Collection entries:
----------
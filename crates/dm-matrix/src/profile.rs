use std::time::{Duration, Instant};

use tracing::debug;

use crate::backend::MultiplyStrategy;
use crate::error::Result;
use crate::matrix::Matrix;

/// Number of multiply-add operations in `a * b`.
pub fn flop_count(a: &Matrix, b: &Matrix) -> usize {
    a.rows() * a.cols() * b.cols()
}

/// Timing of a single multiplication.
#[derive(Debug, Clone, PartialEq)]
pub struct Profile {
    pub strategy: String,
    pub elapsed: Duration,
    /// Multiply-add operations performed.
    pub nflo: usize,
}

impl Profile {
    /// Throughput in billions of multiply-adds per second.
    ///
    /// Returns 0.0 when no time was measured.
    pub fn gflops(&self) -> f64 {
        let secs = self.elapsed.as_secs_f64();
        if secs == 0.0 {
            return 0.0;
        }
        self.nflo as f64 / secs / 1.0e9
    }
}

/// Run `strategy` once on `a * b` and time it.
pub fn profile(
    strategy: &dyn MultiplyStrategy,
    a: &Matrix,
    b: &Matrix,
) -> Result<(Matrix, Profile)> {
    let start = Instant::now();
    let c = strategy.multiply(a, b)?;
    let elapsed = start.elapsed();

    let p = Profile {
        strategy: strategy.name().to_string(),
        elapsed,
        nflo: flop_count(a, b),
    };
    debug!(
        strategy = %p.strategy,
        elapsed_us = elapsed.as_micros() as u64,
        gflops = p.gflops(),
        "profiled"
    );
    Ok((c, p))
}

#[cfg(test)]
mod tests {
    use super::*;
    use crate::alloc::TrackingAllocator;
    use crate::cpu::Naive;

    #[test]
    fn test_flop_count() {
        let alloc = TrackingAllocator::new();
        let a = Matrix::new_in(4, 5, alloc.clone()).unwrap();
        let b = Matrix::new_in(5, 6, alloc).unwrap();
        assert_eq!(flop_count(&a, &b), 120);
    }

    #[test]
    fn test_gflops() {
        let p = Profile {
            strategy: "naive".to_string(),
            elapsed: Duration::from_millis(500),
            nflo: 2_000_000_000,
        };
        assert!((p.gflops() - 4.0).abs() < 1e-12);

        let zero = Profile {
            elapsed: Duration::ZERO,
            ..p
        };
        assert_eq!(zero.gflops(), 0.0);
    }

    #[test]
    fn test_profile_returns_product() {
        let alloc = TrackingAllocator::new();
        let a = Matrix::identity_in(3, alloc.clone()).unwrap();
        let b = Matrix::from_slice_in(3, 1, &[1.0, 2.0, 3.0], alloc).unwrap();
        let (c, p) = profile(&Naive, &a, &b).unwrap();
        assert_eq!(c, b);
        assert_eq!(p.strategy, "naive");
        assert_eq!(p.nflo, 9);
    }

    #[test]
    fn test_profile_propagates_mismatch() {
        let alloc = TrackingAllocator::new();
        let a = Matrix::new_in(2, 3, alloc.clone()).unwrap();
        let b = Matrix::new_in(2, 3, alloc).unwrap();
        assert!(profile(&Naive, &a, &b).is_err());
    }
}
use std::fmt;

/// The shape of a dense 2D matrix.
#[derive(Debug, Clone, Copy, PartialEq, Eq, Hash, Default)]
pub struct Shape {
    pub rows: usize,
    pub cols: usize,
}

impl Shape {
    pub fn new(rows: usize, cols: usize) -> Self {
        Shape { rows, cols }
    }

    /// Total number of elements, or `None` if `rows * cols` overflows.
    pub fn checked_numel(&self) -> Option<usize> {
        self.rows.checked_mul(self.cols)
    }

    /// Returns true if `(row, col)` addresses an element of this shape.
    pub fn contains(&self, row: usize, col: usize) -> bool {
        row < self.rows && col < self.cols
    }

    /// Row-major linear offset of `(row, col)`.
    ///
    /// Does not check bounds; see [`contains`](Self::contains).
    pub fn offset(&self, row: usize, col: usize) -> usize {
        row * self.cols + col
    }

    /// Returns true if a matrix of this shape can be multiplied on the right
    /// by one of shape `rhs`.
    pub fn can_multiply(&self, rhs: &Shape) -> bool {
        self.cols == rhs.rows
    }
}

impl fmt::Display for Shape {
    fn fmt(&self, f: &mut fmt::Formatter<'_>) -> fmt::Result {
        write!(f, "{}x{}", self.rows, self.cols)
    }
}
----------
_ABOUT THIS TASK:_
Find every line in the records that has the word "time". Copy those lines.

_ANSWER TO THIS EXERCISE:_
use std::time::{Duration, Instant};
    /// Returns 0.0 when no time was measured.
/// Run `strategy` once on `a * b` and time it.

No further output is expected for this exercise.